By Jonathan Black

Alternative History and Esoteric Philosophy

- two portals into the same world?

Something that often surprises me about the opponents of alternative history is how readily they stoop to intellectual dishonesty. Typically the 'scientifically correct,' as I like to think of them, present themselves as high-minded defenders of intellectual rigour. Then they go right ahead and attribute to others claims they have never made just so they can rubbish them!

The 1999 Horizon documentary about Graham Hancock and Robert Bauval was a shining example of this, cut, dried and well documented in the adjudication of the Broadcasting Standards Commission. Maybe it's a kind of tribute? If the scientifically correct were sure of their ground, perhaps they wouldn't feel the need to behave so shiftily?
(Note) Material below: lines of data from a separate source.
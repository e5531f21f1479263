//! Domain Error Types
//!
//! Pure domain errors that don't depend on infrastructure.

use thiserror::Error;

use super::email::EmailError;
use super::slug::SlugError;

/// Booking and catalog errors
///
/// These errors represent business rule violations and lookups that missed.
/// They are independent of the web/infrastructure layer.
#[derive(Debug, Error, Clone, PartialEq, Eq)]
pub enum DomainError {
    /// Lookup by identifier or slug found nothing
    #[error("{resource} not found: {key}")]
    NotFound { resource: &'static str, key: String },

    /// Another movie already owns this slug
    #[error("A movie with slug '{0}' already exists")]
    DuplicateSlug(String),

    /// Another client already registered this email
    #[error("A client with email '{0}' already exists")]
    DuplicateEmail(String),

    /// Malformed email, missing required field, or empty derived slug
    #[error("Invalid input: {0}")]
    InvalidInput(String),
}

impl DomainError {
    pub fn not_found(resource: &'static str, key: impl ToString) -> Self {
        Self::NotFound {
            resource,
            key: key.to_string(),
        }
    }

    pub fn invalid_input(msg: impl Into<String>) -> Self {
        Self::InvalidInput(msg.into())
    }
}

impl From<EmailError> for DomainError {
    fn from(err: EmailError) -> Self {
        Self::InvalidInput(err.to_string())
    }
}

impl From<SlugError> for DomainError {
    fn from(err: SlugError) -> Self {
        Self::InvalidInput(err.to_string())
    }
}

#[cfg(test)]
mod tests {
    use super::*;

    #[test]
    fn test_not_found_error() {
        let err = DomainError::not_found("Movie", "dune");
        assert_eq!(err.to_string(), "Movie not found: dune");
    }

    #[test]
    fn test_duplicate_error_messages() {
        assert_eq!(
            DomainError::DuplicateSlug("dune".into()).to_string(),
            "A movie with slug 'dune' already exists"
        );
        assert!(DomainError::DuplicateEmail("a@b.com".into())
            .to_string()
            .contains("a@b.com"));
    }

    #[test]
    fn test_validation_errors_map_to_invalid_input() {
        let err: DomainError = EmailError::InvalidAtSymbol.into();
        assert!(matches!(err, DomainError::InvalidInput(_)));

        let err: DomainError = SlugError::Empty.into();
        assert!(err.to_string().contains("letter or digit"));
    }
}
//! Operation Context
//!
//! Metadata about the current request, used for tracing.

use serde::{Deserialize, Serialize};
use uuid::Uuid;

/// Context for an operation, carried in request extensions.
#[derive(Debug, Clone, Serialize, Deserialize)]
pub struct OperationContext {
    /// Correlation ID for request tracing
    #[serde(skip_serializing_if = "Option::is_none")]
    pub correlation_id: Option<Uuid>,
}

impl OperationContext {
    /// Create a new empty context
    pub fn new() -> Self {
        Self {
            correlation_id: None,
        }
    }

    /// Create context with correlation ID
    pub fn with_correlation_id(mut self, correlation_id: Uuid) -> Self {
        self.correlation_id = Some(correlation_id);
        self
    }
}

impl Default for OperationContext {
    fn default() -> Self {
        Self::new()
    }
}
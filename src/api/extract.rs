//! Request Extractors
//!
//! Wrappers around axum's extractors whose rejections are reported with the
//! same JSON error body as every other failure.

use axum::extract::{FromRequest, FromRequestParts};

use crate::error::AppError;

/// JSON request body
#[derive(Debug, FromRequest)]
#[from_request(via(axum::Json), rejection(AppError))]
pub struct AppJson<T>(pub T);

/// Path parameters
#[derive(Debug, FromRequestParts)]
#[from_request(via(axum::extract::Path), rejection(AppError))]
pub struct AppPath<T>(pub T);
//! cinego Library
//!
//! Cinema booking backend: movie catalog, session directory, client
//! registry and ticket issuing over Postgres.

pub mod api;
pub mod catalog;
pub mod config;
pub mod db;
pub mod directory;
pub mod domain;
mod error;
pub mod handlers;
pub mod registry;
pub mod storage;

pub use catalog::MovieCatalog;
pub use config::Config;
pub use directory::SessionDirectory;
pub use domain::{slugify, DomainError, Email, Slug};
pub use error::{AppError, AppResult};
pub use handlers::BookTicketHandler;
pub use registry::ClientRegistry;
pub use storage::{Storage, StorageError, StorageResult};
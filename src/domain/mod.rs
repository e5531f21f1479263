//! Domain module
//!
//! Core domain types and business rules.

pub mod context;
pub mod email;
pub mod error;
pub mod models;
pub mod slug;

pub use context::OperationContext;
pub use email::{Email, EmailError};
pub use error::DomainError;
pub use models::{Client, Movie, MovieChanges, NewClient, Session, Ticket};
pub use slug::{slugify, Slug, SlugError};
But they do, more's the pity on several deep and important, levels. Because alternative history often touches on what the existentialist theologian Paul Tillich called 'the ultimate questions' - the questions of where we come from, who we are and what the meaning of life might be. Of course, ideally, these questions should inspire in us a whole-hearted desire to discover the truth. We should be passionately interested yet scrupulously disinterested, setting aside all partisan affiliations, even the desire to be right, because upon the answers we give to those ultimate questions depends the way we choose to live our lives.

Exactly how does alternative history bear on the ultimate questions? I think this is best explained using an example that is central to alternative history. If the Sphinx dates back deep into what's conventionally called the Stone Age, in other words if it is many thousands of years older than conventional, academic history allows, then it follows that we are not who we thought we were. Our history has different patterns to the accepted ones.

This question of the age of the Sphinx is also an example of a curious feature of the human condition as a whole, a feature which is quite remarkable when you come to consider it, but often overlooked:

when it comes to issues like these, we find ourselves dealing with minute fragments of evidence that admit of many different interpretations, sometimes even contradictory ones.

It seems to me to that when it comes both to the great questions of history, and to the great questions of life and death that are tied up with them, the evidence is often not so overwhelming that it imposes an answer on us. We often have great latitude when we choose what to believe.

Perhaps we then choose what we want to believe?

Important then to be aware of which part of ourselves is doing the choosing, that we do not choose unconsciously but bring our full intellect to bear. Is it the part that really wants to know the truth that is doing the choosing? Or is it the partisan, egotistical side that wants to be right or to be on the winning side?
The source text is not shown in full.